Au centre du quartier chaud dit « des Câlinantes », se trouve le bar-à-rêves-clandestin, « où l’on peut venir s’échapper de son corps et de son esprit. » Le héros en est un habitué. Il commande « toujours un rêve-à-exhumer-lesamours-perdues. »
D’après Clapotille, « Quand les rêves sont brisés, les gens sont tristes. Alors il faut les aider à se souvenir. Mais la plupart du temps, on n’y arrive pas, parce qu’ils sont contents que leurs rêves soient brisés. Comme ça, ils ont le droit de détester les autres, de leur faire du mal, et ce n’est même pas leur faute. »
Alors elle passe ses nuits à arpenter le ciel pour y récolter des rêves, qu’elle classe, à son retour, dans des flacons : « les rêves-à-dormir-debout, les rêves-à-aimer-sans-y-penser, les rêves-à-bouffrer-jusquà-la-mort, ceux à-s’échapper-si-loin ou encore ceux qui éveillent-la-nostalgie-des-mondes-engloutis. »

Clapotille en Emmanuelle

Antonin, archétype de l’enfance rencontré au hasard des pages, ne sait rien. Il a besoin d’une éducatrice-initiatrice. Clapotille l’éduque et l’entraîne dans sa quête d’une thérapie pour son ex-thérapeute de père : « il n’a pas de pouvoir. Ou alors des tout-petits qui ne servent à rien, comme de savoir se faire du mal à soi-même. Avec mes pouvoirs, je pourrais réussir là où il a échoué. » Quand Clapotille n’est pas là, les Monstres dansent et torturent son père. Ils sortent tous de l’Angélus des Ogres ou du DSM 5 [*] : le taxidermiste, l’Homme-bête, le Démuni, le Monstre de la caverne, l’Amour-en-famille…
Version onirique du ressenti pubertaire : « lorsque les autres enfants ou les adultes nous regardaient, on avait mal au ventre et à la poitrine, et les mots, les images, les sons se transformaient en corps étrangers paralysants contre lesquels nos pouvoirs se brisaient. Alors on éprouvait une honte écrasante (…) Et ensuite, on ne pouvait plus regarder les autres. » Des sensations alourdies de culpabilité et d’injonctions paradoxales : « Je vais mourir, disait le père, parce que tu ne m’aimes pas. Tu ne m’aimes pas, sinon, tu ne sortirais pas dehors, tu n’essaierais pas de te faire des amis, tu ne regarderais pas les filles, et je ne serais pas obligé de t’éviter constamment à cause de ce que tu penses de moi. »

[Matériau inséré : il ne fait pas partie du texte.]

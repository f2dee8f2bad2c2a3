//! Transcript and translation alignment.
//!
//! Text files are grouped by audio stem. One file per stem is the reference
//! transcript, chosen by the configured reference language; every other
//! file is a translation and must have the same number of non-blank
//! logical lines. Blank lines only matter for counting: the content kept for
//! the manifest is the file exactly as supplied.

use std::collections::BTreeMap;
use std::path::Path;

use rayon::prelude::*;
use tracing::debug;

use crate::error::ValidationError;
use crate::model::{AssetRef, Locale, TextBlock, TrackText};

/// Non-blank logical lines of `content`, in order.
///
/// Lines are split on `\n`; a trailing `\r` is dropped. Lines holding only
/// whitespace count as blank.
pub fn logical_lines(content: &str) -> Vec<String> {
    content
        .split('\n')
        .map(|line| line.strip_suffix('\r').unwrap_or(line))
        .filter(|line| !line.trim().is_empty())
        .map(str::to_string)
        .collect()
}

/// Read one text file into a [`TextBlock`].
pub fn load_block(asset: &AssetRef) -> Result<TextBlock, ValidationError> {
    let locale = asset
        .locale()
        .cloned()
        .ok_or_else(|| ValidationError::InvalidNaming {
            path: asset.path.clone(),
            reason: "not a text file".to_string(),
        })?;

    let content =
        std::fs::read_to_string(&asset.path).map_err(|e| ValidationError::UnreadableText {
            path: asset.path.clone(),
            cause: e.to_string(),
        })?;

    Ok(block_from_content(&asset.stem, locale, &asset.path, content))
}

/// Build a block from content already in memory.
pub fn block_from_content(stem: &str, locale: Locale, path: &Path, content: String) -> TextBlock {
    TextBlock {
        stem: stem.to_string(),
        locale,
        path: path.to_path_buf(),
        lines: logical_lines(&content),
        content,
        is_reference: false,
    }
}

/// Pick the reference block of a stem.
///
/// With a designation, exactly one block must match it. Without one, a lone
/// block is its own reference and anything more is ambiguous.
pub fn designate_reference(
    stem: &str,
    blocks: &[TextBlock],
    designation: Option<&Locale>,
) -> Result<usize, ValidationError> {
    let candidates: Vec<usize> = match designation {
        Some(wanted) => blocks
            .iter()
            .enumerate()
            .filter(|(_, b)| b.locale.matches(wanted))
            .map(|(i, _)| i)
            .collect(),
        None => (0..blocks.len()).collect(),
    };

    match candidates.as_slice() {
        [only] => Ok(*only),
        _ => {
            let listed: Vec<&TextBlock> = if candidates.is_empty() {
                blocks.iter().collect()
            } else {
                candidates.iter().map(|&i| &blocks[i]).collect()
            };
            Err(ValidationError::AmbiguousReference {
                stem: stem.to_string(),
                candidates: listed.iter().map(|b| b.locale.key()).collect(),
            })
        }
    }
}

/// Validate all blocks of one stem against its reference.
pub fn align_stem(
    stem: &str,
    mut blocks: Vec<TextBlock>,
    designation: Option<&Locale>,
) -> Result<TrackText, Vec<ValidationError>> {
    if blocks.is_empty() {
        return Ok(TrackText::default());
    }

    blocks.sort_by(|a, b| a.locale.cmp(&b.locale));
    let reference_index = designate_reference(stem, &blocks, designation).map_err(|e| vec![e])?;

    let mut reference = blocks.remove(reference_index);
    reference.is_reference = true;
    let expected = reference.line_count();

    let mut errors = Vec::new();
    let mut translations = BTreeMap::new();

    for block in blocks {
        let key = block.locale.key();

        if block.line_count() != expected {
            errors.push(ValidationError::LineCountMismatch {
                stem: stem.to_string(),
                language_code: key,
                expected,
                actual: block.line_count(),
            });
            continue;
        }

        if key == reference.locale.key() || translations.contains_key(&key) {
            errors.push(ValidationError::InvalidNaming {
                path: block.path.clone(),
                reason: format!("duplicate text language '{}' for {}", key, stem),
            });
            continue;
        }

        translations.insert(key, block);
    }

    if !errors.is_empty() {
        return Err(errors);
    }

    debug!(
        "Aligned {} ({}): {} lines, {} translation(s)",
        stem,
        reference.locale,
        expected,
        translations.len()
    );

    Ok(TrackText {
        reference: Some(reference),
        translations,
    })
}

/// Load and align every text file, one parallel task per stem.
///
/// Returns the texts of every stem that has at least one file, plus all
/// errors found across stems.
pub fn align(
    texts: &[AssetRef],
    designation: Option<&Locale>,
) -> (BTreeMap<String, TrackText>, Vec<ValidationError>) {
    let mut by_stem: BTreeMap<&str, Vec<&AssetRef>> = BTreeMap::new();
    for asset in texts {
        by_stem.entry(asset.stem.as_str()).or_default().push(asset);
    }

    let results: Vec<(String, Result<TrackText, Vec<ValidationError>>)> = by_stem
        .into_par_iter()
        .map(|(stem, assets)| {
            let mut errors = Vec::new();
            let mut blocks = Vec::with_capacity(assets.len());
            for asset in assets {
                match load_block(asset) {
                    Ok(block) => blocks.push(block),
                    Err(e) => errors.push(e),
                }
            }

            let result = if errors.is_empty() {
                align_stem(stem, blocks, designation)
            } else {
                Err(errors)
            };
            (stem.to_string(), result)
        })
        .collect();

    let mut aligned = BTreeMap::new();
    let mut errors = Vec::new();
    for (stem, result) in results {
        match result {
            Ok(text) => {
                aligned.insert(stem, text);
            }
            Err(mut e) => errors.append(&mut e),
        }
    }

    (aligned, errors)
}

#[cfg(test)]
mod tests {
    use super::*;
    use crate::naming::classify_file;
    use proptest::prelude::*;
    use std::path::PathBuf;
    use tempfile::tempdir;

    fn block(locale: &str, content: &str) -> TextBlock {
        block_from_content(
            "001",
            locale.parse().unwrap(),
            &PathBuf::from(format!("001_{}.txt", locale)),
            content.to_string(),
        )
    }

    fn en() -> Locale {
        "en".parse().unwrap()
    }

    #[test]
    fn test_logical_lines_skip_blank() {
        let lines = logical_lines("one\n\ntwo\r\n   \nthree\n");
        assert_eq!(lines, vec!["one", "two", "three"]);
        assert!(logical_lines("").is_empty());
        assert!(logical_lines("\n\n\n").is_empty());
    }

    #[test]
    fn test_matching_translation() {
        let blocks = vec![block("en", "a\nb\nc\n"), block("jp", "x\n\ny\nz")];
        let text = align_stem("001", blocks, Some(&en())).unwrap();

        let reference = text.reference.as_ref().unwrap();
        assert_eq!(reference.locale.key(), "en");
        assert!(reference.is_reference);
        assert!(text.translations.contains_key("jp"));
        // Blank line preserved in emitted content
        assert_eq!(text.translations["jp"].content, "x\n\ny\nz");
    }

    #[test]
    fn test_line_count_mismatch() {
        let blocks = vec![block("en", "a\nb\nc"), block("jp", "x\ny")];
        let errors = align_stem("001", blocks, Some(&en())).unwrap_err();
        assert_eq!(
            errors,
            vec![ValidationError::LineCountMismatch {
                stem: "001".to_string(),
                language_code: "jp".to_string(),
                expected: 3,
                actual: 2,
            }]
        );
    }

    #[test]
    fn test_ninety_nine_vs_ninety_eight() {
        let reference: String = (0..99).map(|i| format!("line {}\n", i)).collect();
        let translation: String = (0..98).map(|i| format!("ligne {}\n\n", i)).collect();
        let errors =
            align_stem("001", vec![block("en", &reference), block("fr", &translation)], Some(&en()))
                .unwrap_err();
        assert!(matches!(
            errors[0],
            ValidationError::LineCountMismatch {
                expected: 99,
                actual: 98,
                ..
            }
        ));
    }

    #[test]
    fn test_no_reference_for_designation() {
        let blocks = vec![block("jp", "x"), block("fr", "y")];
        let errors = align_stem("001", blocks, Some(&en())).unwrap_err();
        assert!(matches!(
            &errors[0],
            ValidationError::AmbiguousReference { stem, candidates }
                if stem == "001" && candidates.len() == 2
        ));
    }

    #[test]
    fn test_language_designation_matches_two_countries() {
        let blocks = vec![block("en-US", "a"), block("en-GB", "a")];
        assert!(matches!(
            align_stem("001", blocks, Some(&en())).unwrap_err()[0],
            ValidationError::AmbiguousReference { .. }
        ));
    }

    #[test]
    fn test_country_designation() {
        let designation: Locale = "en-US".parse().unwrap();
        let blocks = vec![block("en-US", "a"), block("en-GB", "b")];
        let text = align_stem("001", blocks, Some(&designation)).unwrap();
        assert_eq!(text.reference.unwrap().locale.key(), "en-US");
        assert!(text.translations.contains_key("en-GB"));
    }

    #[test]
    fn test_lone_file_without_designation() {
        let text = align_stem("001", vec![block("jp", "x")], None).unwrap();
        assert_eq!(text.reference.unwrap().locale.key(), "jp");
    }

    #[test]
    fn test_multiple_files_without_designation() {
        let blocks = vec![block("en", "a"), block("jp", "b")];
        assert!(align_stem("001", blocks, None).is_err());
    }

    #[test]
    fn test_no_text_files_is_empty() {
        let text = align_stem("001", Vec::new(), Some(&en())).unwrap();
        assert!(text.is_empty());
    }

    #[test]
    fn test_align_reads_files() {
        let dir = tempdir().unwrap();
        let write = |name: &str, content: &str| {
            let path = dir.path().join(name);
            std::fs::write(&path, content).unwrap();
            classify_file(&path).unwrap()
        };

        let assets = vec![
            write("001_en.txt", "a\nb\n"),
            write("001_jp.txt", "x\ny\n"),
            write("002_en.txt", "a\nb\n"),
            write("002_jp.txt", "x\n"),
        ];

        let (aligned, errors) = align(&assets, Some(&en()));
        assert_eq!(aligned.len(), 1);
        assert!(aligned.contains_key("001"));
        assert_eq!(errors.len(), 1);
        assert!(matches!(
            &errors[0],
            ValidationError::LineCountMismatch { stem, .. } if stem == "002"
        ));
    }

    #[test]
    fn test_unreadable_text() {
        let dir = tempdir().unwrap();
        let path = dir.path().join("001_en.txt");
        std::fs::write(&path, [0xff, 0xfe, 0x00]).unwrap();
        let asset = classify_file(&path).unwrap();

        assert!(matches!(
            load_block(&asset),
            Err(ValidationError::UnreadableText { .. })
        ));
    }

    proptest! {
        /// Blank lines anywhere never change the count
        #[test]
        fn blank_lines_do_not_count(
            lines in prop::collection::vec("[a-z]{1,10}", 0..30),
            blanks in prop::collection::vec(0usize..4, 0..30),
        ) {
            let mut padded = String::new();
            for (i, line) in lines.iter().enumerate() {
                let n = blanks.get(i).copied().unwrap_or(0);
                padded.push_str(&"\n".repeat(n));
                padded.push_str(line);
                padded.push('\n');
            }
            prop_assert_eq!(logical_lines(&padded).len(), lines.len());
        }
    }
}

Jacques Brel trouvait admirable de devenir vieux sans être adulte

Pour les personnages de Laurent Pépin, être adulte, c’est « s’en aller enfin se cacher dans un monde vide où on serait invisible aux autres sans intermittence », quand on a compris « qu’il était temps de devenir pour de bon un personnage pour toujours, rien qu’un personnage que les ténèbres du dehors ne pourraient plus effleurer. »
Ce n’est pas triste de mourir, car les gens qu’on aime deviennent des saisons : « papa était maintenant le printemps, qui faisait bourgeonner ses ramures et appelait les oiseaux. Puis il était l’été, truffé de senteurs enivrantes, de sable en moulin, de vin bleu dans le ciel. Bien sûr, quand il devenait l’automne, on voyait bien que ses idées moisissaient un peu. Mais une fois ses ciels sortis de leur cocon, il devenait l’hiver de papier glacé. Et la neige finissait par tomber, comme ça, pour nous raconter des histoires. »

Des histoires lumineuses et sombres, qui font peur et réfléchir à la fois, comme les contes de Laurent Pépin.

[*] Manuel diagnostique et statistique des troubles mentaux et des troubles psychiatriques.